Another important factor is that many of the currently most influential winemakers are foreigners, including Michel Rolland and Alberto Antonini. Many of the key companies, like Finca Flichman, Balbi, Trivento, Salentein, Lurton, Etchart and Chandon are foreign owned. Whilst this international input has played a crucial role in bringing Argentine vineyards, facilities and wines up to a very impressive standard, one can only wonder whether such a strong international direction has not inhibited the formation of a stronger degree of Argentinian identity. José Alberto Zuccardi disagrees: 'Foreign players have brought new, fresh ideas. They have helped introduce our wines to many foreign markets, but they have not  affected the Argentinian identity. Terroir and people cannot be changed.' he said.

All said and done Argentina should feel very proud (though not complacent) of what it has achieved in a short period of time. I hope that a better sense of Argentinian identity will evolve as the fine wine industry comes of age. In the meantime they should not despair…and the next World Cup is just around the corner.

Ten of the best (A-Z)

Matt Day:

1999 Alta Vista Alto (Malbec/Cabernet Sauvignon)
Complex nose showing mulberry spice and suede. The palate is thick and creamy with lots of intensity and power. Long finish. Needs time. Justerini & Brooks 020 7484 6400.
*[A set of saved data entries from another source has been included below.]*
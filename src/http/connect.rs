//! HTTP CONNECT protocol strategy.

use std::fmt;
use std::str::FromStr;
use std::sync::Arc;

use http::header::{HeaderName, HeaderValue, HOST, PROXY_AUTHORIZATION};
use http::{HeaderMap, Method, StatusCode, Version};

use crate::handshake::context::HandshakeContext;
use crate::handshake::error::HandshakeError;
use crate::handshake::protocol::{HandshakeProtocol, AUTH_NONE};
use crate::http::auth::{encode_basic_auth, AUTH_BASIC};
use crate::http::codec::HttpClientCodec;
use crate::http::request::RequestHead;
use crate::http::response::HttpObject;

/// Scheme the tunnel is advertised under.
#[derive(Debug, Clone, Copy, PartialEq, Eq, Default)]
pub enum ProxyScheme {
    #[default]
    Http,
    Https,
}

impl ProxyScheme {
    pub fn as_str(self) -> &'static str {
        match self {
            ProxyScheme::Http => "http",
            ProxyScheme::Https => "https",
        }
    }
}

impl FromStr for ProxyScheme {
    type Err = HandshakeError;

    fn from_str(s: &str) -> Result<Self, Self::Err> {
        match s {
            "http" => Ok(ProxyScheme::Http),
            "https" => Ok(ProxyScheme::Https),
            other => Err(HandshakeError::InvalidConfiguration(format!(
                "protocol should be http or https, got {other:?}"
            ))),
        }
    }
}

impl fmt::Display for ProxyScheme {
    fn fmt(&self, f: &mut fmt::Formatter<'_>) -> fmt::Result {
        f.write_str(self.as_str())
    }
}

#[derive(Clone)]
struct Credentials {
    username: String,
    password: String,
}

/// Immutable per-proxy settings, shared by every attempt through `Arc`.
///
/// The `Proxy-Authorization` value is derived once here and never
/// recomputed.
#[derive(Clone, Default)]
pub struct HttpConnectSettings {
    scheme: ProxyScheme,
    credentials: Option<Credentials>,
    authorization: Option<HeaderValue>,
    extra_headers: HeaderMap,
}

impl HttpConnectSettings {
    /// Plain `http`, no authentication.
    pub fn new() -> Self {
        Self::default()
    }

    pub fn with_scheme(scheme: &str) -> Result<Self, HandshakeError> {
        Ok(Self {
            scheme: scheme.parse()?,
            ..Self::default()
        })
    }

    pub fn with_credentials(
        username: &str,
        password: &str,
        scheme: &str,
    ) -> Result<Self, HandshakeError> {
        let mut settings = Self::with_scheme(scheme)?;
        let mut token = HeaderValue::from_str(&encode_basic_auth(username, password))
            .map_err(|e| HandshakeError::InvalidConfiguration(e.to_string()))?;
        token.set_sensitive(true);
        settings.credentials = Some(Credentials {
            username: username.to_string(),
            password: password.to_string(),
        });
        settings.authorization = Some(token);
        Ok(settings)
    }

    /// Build from optional parts; username and password come as a pair.
    pub fn from_parts(
        scheme: &str,
        username: Option<&str>,
        password: Option<&str>,
    ) -> Result<Self, HandshakeError> {
        match (username, password) {
            (Some(user), Some(pass)) => Self::with_credentials(user, pass, scheme),
            (None, None) => Self::with_scheme(scheme),
            (Some(_), None) => Err(HandshakeError::MissingCredential("password")),
            (None, Some(_)) => Err(HandshakeError::MissingCredential("username")),
        }
    }

    /// Add a header sent with every CONNECT request.
    pub fn header(mut self, name: &str, value: &str) -> Result<Self, HandshakeError> {
        let name = HeaderName::from_bytes(name.as_bytes())
            .map_err(|_| HandshakeError::InvalidConfiguration(format!("invalid header name {name:?}")))?;
        let value = HeaderValue::from_str(value)
            .map_err(|_| HandshakeError::InvalidConfiguration(format!("invalid value for header {name}")))?;
        self.extra_headers.append(name, value);
        Ok(self)
    }

    pub fn scheme(&self) -> ProxyScheme {
        self.scheme
    }

    pub fn username(&self) -> Option<&str> {
        self.credentials.as_ref().map(|c| c.username.as_str())
    }

    pub fn password(&self) -> Option<&str> {
        self.credentials.as_ref().map(|c| c.password.as_str())
    }

    /// The precomputed `Basic …` value, if credentials were given.
    pub fn authorization(&self) -> Option<&HeaderValue> {
        self.authorization.as_ref()
    }

    pub fn auth_scheme(&self) -> &'static str {
        if self.authorization.is_some() {
            AUTH_BASIC
        } else {
            AUTH_NONE
        }
    }
}

impl fmt::Debug for HttpConnectSettings {
    fn fmt(&self, f: &mut fmt::Formatter<'_>) -> fmt::Result {
        f.debug_struct("HttpConnectSettings")
            .field("scheme", &self.scheme)
            .field("username", &self.username())
            .field("auth_scheme", &self.auth_scheme())
            .field("extra_headers", &self.extra_headers.len())
            .finish()
    }
}

/// Strategy for one CONNECT attempt.
#[derive(Debug)]
pub struct HttpConnectProtocol {
    settings: Arc<HttpConnectSettings>,
    /// `(code, status line)` of the one response seen so far.
    status: Option<(StatusCode, String)>,
}

impl HttpConnectProtocol {
    pub fn new(settings: Arc<HttpConnectSettings>) -> Self {
        Self {
            settings,
            status: None,
        }
    }

    pub fn settings(&self) -> &HttpConnectSettings {
        &self.settings
    }
}

impl HandshakeProtocol for HttpConnectProtocol {
    type Codec = HttpClientCodec;

    fn protocol(&self) -> &str {
        self.settings.scheme.as_str()
    }

    fn auth_scheme(&self) -> &str {
        self.settings.auth_scheme()
    }

    fn new_codec(&self) -> HttpClientCodec {
        HttpClientCodec::new()
    }

    fn new_initial_message(&self, ctx: &HandshakeContext) -> Result<RequestHead, HandshakeError> {
        let mut req = RequestHead::new(
            Method::CONNECT,
            ctx.destination().authority(),
            Version::HTTP_10,
        );
        req.headers = self.settings.extra_headers.clone();

        if let Some(host) = ctx.proxy().host_header() {
            let value = HeaderValue::from_str(&host).map_err(|_| {
                HandshakeError::InvalidConfiguration(format!("proxy host {host:?} is not a valid header value"))
            })?;
            req.headers.insert(HOST, value);
        }
        if let Some(token) = &self.settings.authorization {
            req.headers.insert(PROXY_AUTHORIZATION, token.clone());
        }
        Ok(req)
    }

    fn handle_response(
        &mut self,
        ctx: &HandshakeContext,
        response: HttpObject,
    ) -> Result<bool, HandshakeError> {
        match response {
            HttpObject::Head(head) => {
                if self.status.is_some() {
                    return Err(ctx.violation("too many responses"));
                }
                tracing::debug!(status = %head.status_line(), "Proxy responded to CONNECT");
                self.status = Some((head.status, head.status_line()));
                Ok(false)
            }
            // Body bytes are not part of the handshake.
            HttpObject::Content(_) => Ok(false),
            HttpObject::LastContent(_) => match &self.status {
                None => Err(ctx.violation("missing response")),
                Some((code, line)) if *code != StatusCode::OK => {
                    Err(ctx.violation(format!("status: {line}")))
                }
                Some(_) => Ok(true),
            },
        }
    }
}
2001 Altos Las Hormigas Reserva Viña Hormigas (Malbec)
The nose is rather dumb at present. The palate shows firm tannic structure, lush blueberry fruit and spice. Amazing concentration and depth, but needs time to integrate its many elements. Justerini & Brooks

1999 Catena Zapata (Cabernet Sauvignon/Cabernet Franc/Merlot)
Very sweet nose with powerful violet perfume. The palate is thick and supple with blackberry intensity and leather spice. Long and richly oaky finish. Bibendum

2000 Familia Zuccardi Q Cabernet Sauvignon
Refined with excellent varietal character. Singing cassis fruit, creamy oak and supple tannins. Good depth and complexity to finish. Thierry's 01794 507100.

2000 Michel Torino Altimus (Malbec/Cabernet Sauvignon/Merlot)
Deep wine with lush blackberry fruit. Good fruit intensity and tannic structure and a concentrated finish. Hallgarten 01275 811100.
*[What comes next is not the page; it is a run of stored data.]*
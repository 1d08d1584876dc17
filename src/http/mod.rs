//! HTTP CONNECT handshake.
//!
//! # Data Flow
//! ```text
//! ProxyHandshake::on_connected
//!     → connect.rs builds `CONNECT host:port HTTP/1.0` (+ Host, Proxy-Authorization)
//!     → codec.rs / request.rs encode it to bytes
//!
//! Inbound bytes
//!     → codec.rs / response.rs decode Head, Content…, LastContent
//!     → connect.rs records the status and decides on LastContent
//! ```
//!
//! # Design Decisions
//! - Only status 200 opens the tunnel
//! - The credential header is computed once per settings value and shared
//! - The codec lives in the pipeline only for the duration of the handshake

use thiserror::Error;

pub mod auth;
pub mod codec;
pub mod connect;
pub mod request;
pub mod response;

pub use auth::encode_basic_auth;
pub use codec::HttpClientCodec;
pub use connect::{HttpConnectProtocol, HttpConnectSettings, ProxyScheme};
pub use request::RequestHead;
pub use response::{HttpObject, ResponseHead};

/// Errors raised by the HTTP/1.x codec.
#[derive(Debug, Error)]
pub enum CodecError {
    #[error("I/O error: {0}")]
    Io(#[from] std::io::Error),

    #[error("malformed response: {0}")]
    Parse(#[from] httparse::Error),

    #[error("response head exceeds {0} bytes")]
    HeadTooLarge(usize),

    #[error("invalid status code {0}")]
    InvalidStatus(u16),

    #[error("invalid header {0}")]
    InvalidHeader(String),

    #[error("invalid content-length")]
    InvalidContentLength,

    #[error("malformed chunked body")]
    InvalidChunk,

    #[error("unsupported HTTP version {0}")]
    UnsupportedVersion(String),

    #[error("request encoder already removed")]
    EncoderRemoved,

    #[error("response decoder already removed")]
    DecoderRemoved,
}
2000 Nieto Senetiner Cadus (Malbec)
Very rich and succulent with velvety tannins and plump bramble fruits. Good depth and complexity. Capricorn Wines 0161 908 1360.

1999 Norton Perdriel (Merlot/Cabernet Sauvignon/Malbec)
Sweetly perfumed with herb and damson nuances. The palate is very expressive with rich berry, spice and leather. Very complex and elegant. Berkmann Cellars 020 7609 4711.

1994 Norton Privada (Cabernet Sauvignon/Merlot/Malbec)
Fine bouquet showing cooked meat, tomato and caramel notes. The palate is silky smooth. The finish is balanced and velvety. Has aged beautifully, but is at its peak. Berkmann Cellars.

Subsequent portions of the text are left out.